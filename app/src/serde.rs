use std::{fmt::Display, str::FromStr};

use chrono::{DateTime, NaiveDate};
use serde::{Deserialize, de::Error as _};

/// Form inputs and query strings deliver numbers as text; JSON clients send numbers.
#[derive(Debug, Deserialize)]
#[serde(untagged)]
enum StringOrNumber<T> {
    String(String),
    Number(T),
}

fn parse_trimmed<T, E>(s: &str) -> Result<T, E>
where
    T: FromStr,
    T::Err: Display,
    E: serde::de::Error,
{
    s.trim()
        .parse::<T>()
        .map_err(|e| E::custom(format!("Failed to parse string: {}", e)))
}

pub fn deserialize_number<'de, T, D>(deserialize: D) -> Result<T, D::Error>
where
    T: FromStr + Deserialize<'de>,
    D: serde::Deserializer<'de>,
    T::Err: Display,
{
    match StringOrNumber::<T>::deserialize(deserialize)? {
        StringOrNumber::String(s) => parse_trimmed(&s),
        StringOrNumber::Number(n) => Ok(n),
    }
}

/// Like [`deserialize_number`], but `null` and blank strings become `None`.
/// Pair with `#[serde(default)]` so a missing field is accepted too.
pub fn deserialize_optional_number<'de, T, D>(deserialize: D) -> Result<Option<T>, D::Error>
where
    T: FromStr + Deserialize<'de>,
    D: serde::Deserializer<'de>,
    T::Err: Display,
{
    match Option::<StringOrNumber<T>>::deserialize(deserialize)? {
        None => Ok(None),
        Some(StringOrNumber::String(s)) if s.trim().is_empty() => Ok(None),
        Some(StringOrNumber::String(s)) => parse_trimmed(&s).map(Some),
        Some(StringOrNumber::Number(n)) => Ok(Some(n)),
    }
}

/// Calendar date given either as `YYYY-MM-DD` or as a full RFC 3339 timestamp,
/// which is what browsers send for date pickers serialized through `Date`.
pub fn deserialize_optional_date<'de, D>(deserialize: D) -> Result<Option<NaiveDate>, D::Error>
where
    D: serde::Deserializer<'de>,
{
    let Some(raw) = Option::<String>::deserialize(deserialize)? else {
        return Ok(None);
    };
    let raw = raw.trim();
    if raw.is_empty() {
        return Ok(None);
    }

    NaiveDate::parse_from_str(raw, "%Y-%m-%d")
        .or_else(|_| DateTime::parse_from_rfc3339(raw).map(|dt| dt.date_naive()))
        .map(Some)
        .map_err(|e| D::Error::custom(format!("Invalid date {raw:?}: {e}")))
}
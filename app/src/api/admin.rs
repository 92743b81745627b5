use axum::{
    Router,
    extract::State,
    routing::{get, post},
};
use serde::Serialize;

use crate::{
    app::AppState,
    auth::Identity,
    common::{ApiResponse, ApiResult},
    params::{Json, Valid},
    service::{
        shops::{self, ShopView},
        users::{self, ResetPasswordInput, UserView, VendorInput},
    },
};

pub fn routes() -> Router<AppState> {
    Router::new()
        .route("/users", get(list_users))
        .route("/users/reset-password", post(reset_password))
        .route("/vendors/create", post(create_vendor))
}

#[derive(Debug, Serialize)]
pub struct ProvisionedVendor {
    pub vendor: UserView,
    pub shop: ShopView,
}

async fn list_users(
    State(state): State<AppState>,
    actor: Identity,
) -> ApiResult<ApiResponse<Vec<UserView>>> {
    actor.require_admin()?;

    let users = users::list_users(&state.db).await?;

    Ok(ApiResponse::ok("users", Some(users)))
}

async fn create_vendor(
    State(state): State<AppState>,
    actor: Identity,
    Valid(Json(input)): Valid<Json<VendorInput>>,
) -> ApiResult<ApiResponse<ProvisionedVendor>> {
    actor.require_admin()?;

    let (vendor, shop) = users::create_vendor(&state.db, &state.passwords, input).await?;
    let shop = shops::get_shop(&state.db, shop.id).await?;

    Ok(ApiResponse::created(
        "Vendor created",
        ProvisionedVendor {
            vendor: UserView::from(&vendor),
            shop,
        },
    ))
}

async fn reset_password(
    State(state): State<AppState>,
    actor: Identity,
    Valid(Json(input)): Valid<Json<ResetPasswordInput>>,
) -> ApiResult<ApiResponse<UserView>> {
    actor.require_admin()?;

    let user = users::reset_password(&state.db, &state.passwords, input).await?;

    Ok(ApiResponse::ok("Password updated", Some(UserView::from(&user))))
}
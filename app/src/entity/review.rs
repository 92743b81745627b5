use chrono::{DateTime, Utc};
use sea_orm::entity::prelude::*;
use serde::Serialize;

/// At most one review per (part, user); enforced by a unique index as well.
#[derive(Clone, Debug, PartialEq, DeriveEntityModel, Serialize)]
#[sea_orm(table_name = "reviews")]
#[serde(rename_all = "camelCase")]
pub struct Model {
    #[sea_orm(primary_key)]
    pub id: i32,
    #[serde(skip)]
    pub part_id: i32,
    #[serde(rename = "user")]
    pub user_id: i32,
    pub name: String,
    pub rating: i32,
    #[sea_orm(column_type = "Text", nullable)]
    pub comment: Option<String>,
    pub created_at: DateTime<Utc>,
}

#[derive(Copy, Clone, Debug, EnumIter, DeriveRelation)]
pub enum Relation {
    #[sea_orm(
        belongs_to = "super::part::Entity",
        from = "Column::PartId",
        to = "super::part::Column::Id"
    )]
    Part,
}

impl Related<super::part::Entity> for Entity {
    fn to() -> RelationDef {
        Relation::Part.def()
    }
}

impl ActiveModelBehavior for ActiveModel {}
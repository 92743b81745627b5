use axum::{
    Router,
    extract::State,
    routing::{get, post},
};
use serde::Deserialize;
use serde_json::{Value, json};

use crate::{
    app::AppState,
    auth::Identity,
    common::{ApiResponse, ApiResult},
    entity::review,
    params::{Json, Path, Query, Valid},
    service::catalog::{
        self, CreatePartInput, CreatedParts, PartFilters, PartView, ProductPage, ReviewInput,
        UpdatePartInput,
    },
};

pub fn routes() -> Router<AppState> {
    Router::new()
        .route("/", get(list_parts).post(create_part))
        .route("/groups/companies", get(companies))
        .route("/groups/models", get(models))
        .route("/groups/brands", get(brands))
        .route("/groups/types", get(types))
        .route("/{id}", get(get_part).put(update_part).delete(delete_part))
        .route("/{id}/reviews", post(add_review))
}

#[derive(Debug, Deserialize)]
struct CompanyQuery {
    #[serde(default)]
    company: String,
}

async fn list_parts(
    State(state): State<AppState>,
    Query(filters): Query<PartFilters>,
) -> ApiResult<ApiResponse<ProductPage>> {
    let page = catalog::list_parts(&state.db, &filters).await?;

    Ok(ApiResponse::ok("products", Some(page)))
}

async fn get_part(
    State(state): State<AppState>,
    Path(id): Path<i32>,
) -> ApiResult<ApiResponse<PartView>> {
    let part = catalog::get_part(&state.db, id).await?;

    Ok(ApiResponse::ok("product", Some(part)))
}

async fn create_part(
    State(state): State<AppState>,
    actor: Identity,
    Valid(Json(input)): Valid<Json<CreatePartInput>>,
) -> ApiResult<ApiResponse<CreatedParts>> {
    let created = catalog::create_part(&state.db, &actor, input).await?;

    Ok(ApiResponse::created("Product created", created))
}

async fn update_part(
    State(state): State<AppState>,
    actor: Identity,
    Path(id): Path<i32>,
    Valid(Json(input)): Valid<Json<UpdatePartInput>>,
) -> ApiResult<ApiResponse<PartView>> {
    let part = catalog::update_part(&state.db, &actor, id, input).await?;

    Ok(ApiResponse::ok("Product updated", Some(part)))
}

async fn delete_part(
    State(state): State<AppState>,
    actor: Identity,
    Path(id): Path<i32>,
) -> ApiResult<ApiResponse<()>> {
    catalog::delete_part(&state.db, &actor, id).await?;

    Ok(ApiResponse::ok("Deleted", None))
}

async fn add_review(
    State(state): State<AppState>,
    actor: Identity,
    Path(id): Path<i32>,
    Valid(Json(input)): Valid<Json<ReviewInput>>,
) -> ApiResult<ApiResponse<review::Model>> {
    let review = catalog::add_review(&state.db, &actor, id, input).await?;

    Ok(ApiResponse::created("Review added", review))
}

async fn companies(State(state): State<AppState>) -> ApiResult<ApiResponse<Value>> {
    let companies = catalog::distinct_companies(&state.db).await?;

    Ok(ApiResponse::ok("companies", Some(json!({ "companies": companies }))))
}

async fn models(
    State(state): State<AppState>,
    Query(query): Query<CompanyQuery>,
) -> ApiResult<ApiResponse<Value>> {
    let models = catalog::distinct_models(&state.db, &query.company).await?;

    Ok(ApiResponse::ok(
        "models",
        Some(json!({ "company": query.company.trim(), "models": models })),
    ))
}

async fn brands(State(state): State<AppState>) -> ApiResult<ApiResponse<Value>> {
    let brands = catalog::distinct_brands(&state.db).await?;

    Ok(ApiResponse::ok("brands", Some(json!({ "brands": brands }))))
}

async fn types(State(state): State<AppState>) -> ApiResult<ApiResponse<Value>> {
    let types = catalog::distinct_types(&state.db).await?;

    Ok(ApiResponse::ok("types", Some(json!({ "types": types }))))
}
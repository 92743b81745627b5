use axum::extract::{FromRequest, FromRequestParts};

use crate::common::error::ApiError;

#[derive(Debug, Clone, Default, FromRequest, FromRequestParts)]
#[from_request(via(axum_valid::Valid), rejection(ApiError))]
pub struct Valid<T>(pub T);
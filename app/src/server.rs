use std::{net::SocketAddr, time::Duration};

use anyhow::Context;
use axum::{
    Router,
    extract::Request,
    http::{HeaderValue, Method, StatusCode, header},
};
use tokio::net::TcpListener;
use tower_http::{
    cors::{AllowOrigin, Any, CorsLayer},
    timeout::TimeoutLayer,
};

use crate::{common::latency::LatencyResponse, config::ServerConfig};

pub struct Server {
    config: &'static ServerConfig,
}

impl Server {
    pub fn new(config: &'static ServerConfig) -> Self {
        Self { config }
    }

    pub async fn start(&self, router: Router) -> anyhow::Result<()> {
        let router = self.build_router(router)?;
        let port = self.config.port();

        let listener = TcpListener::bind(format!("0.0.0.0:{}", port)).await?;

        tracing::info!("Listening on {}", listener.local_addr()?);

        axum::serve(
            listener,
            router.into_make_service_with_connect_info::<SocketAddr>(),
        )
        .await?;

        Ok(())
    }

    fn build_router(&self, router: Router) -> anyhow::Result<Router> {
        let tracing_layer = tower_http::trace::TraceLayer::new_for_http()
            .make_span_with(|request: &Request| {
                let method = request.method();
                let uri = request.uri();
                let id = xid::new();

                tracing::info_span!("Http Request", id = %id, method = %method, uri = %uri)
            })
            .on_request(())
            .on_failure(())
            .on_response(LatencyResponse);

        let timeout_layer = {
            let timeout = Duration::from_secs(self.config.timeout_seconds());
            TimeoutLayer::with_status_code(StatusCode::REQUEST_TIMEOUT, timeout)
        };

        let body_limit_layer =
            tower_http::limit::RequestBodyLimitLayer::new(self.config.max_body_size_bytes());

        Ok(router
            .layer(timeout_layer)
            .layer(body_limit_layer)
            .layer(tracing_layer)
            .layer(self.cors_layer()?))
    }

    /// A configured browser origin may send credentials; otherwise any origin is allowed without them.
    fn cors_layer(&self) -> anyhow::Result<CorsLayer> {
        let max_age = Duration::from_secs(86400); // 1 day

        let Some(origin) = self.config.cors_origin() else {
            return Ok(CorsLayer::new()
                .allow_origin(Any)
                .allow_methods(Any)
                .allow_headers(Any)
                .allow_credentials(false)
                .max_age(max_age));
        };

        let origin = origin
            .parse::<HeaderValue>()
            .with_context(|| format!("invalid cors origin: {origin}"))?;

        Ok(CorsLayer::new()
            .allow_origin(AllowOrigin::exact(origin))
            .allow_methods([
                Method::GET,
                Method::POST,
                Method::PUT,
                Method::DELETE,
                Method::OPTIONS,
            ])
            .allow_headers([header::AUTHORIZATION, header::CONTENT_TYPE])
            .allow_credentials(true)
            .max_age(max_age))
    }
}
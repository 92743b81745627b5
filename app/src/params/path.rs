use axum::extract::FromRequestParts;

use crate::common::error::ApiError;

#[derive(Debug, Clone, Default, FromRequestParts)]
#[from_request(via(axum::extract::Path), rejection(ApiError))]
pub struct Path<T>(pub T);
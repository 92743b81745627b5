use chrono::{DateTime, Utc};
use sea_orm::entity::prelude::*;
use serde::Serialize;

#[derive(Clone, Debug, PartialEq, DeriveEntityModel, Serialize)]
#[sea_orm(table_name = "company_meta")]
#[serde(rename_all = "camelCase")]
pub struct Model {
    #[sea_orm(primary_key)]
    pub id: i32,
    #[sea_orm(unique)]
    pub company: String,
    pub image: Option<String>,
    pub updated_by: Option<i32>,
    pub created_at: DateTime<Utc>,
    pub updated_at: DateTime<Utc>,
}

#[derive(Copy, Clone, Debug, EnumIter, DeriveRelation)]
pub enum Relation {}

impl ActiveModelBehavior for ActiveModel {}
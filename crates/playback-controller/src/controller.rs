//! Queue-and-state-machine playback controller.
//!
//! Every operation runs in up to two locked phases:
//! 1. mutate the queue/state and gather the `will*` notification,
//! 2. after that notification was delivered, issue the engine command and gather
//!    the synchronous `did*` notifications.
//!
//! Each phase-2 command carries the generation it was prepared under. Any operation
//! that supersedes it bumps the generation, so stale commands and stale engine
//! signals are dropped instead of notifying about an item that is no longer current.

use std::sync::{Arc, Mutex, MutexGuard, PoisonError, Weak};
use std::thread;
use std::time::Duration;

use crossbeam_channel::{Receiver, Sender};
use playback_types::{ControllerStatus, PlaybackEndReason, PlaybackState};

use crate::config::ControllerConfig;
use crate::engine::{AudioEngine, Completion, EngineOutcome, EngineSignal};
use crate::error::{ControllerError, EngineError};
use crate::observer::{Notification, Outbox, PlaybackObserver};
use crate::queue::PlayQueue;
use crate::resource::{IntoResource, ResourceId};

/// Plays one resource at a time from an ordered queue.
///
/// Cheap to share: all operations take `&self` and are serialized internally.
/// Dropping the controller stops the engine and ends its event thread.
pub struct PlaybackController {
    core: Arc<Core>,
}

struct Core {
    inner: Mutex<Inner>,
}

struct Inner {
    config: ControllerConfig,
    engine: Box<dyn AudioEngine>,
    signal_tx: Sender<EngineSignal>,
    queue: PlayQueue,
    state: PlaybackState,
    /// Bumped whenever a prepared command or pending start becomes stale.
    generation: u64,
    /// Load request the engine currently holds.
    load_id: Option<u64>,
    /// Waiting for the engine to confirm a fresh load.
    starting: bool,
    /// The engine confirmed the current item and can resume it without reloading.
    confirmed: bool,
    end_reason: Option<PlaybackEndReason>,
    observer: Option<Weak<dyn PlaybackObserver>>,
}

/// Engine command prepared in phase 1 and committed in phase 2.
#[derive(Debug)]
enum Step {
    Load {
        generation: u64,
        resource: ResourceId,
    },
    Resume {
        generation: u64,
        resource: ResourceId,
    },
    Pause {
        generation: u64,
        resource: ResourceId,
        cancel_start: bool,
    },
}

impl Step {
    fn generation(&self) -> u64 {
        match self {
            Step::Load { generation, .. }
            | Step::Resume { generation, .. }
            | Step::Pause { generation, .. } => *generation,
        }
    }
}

☆ ☆ ☆ ☆ ☆ ☆ ☆

[Task prompt] Copy each line from the entries above that has the word "passwords" in it.

[Exercise result]
    let (vendor, shop) = users::create_vendor(&state.db, &state.passwords, input).await?;
    let user = users::reset_password(&state.db, &state.passwords, input).await?;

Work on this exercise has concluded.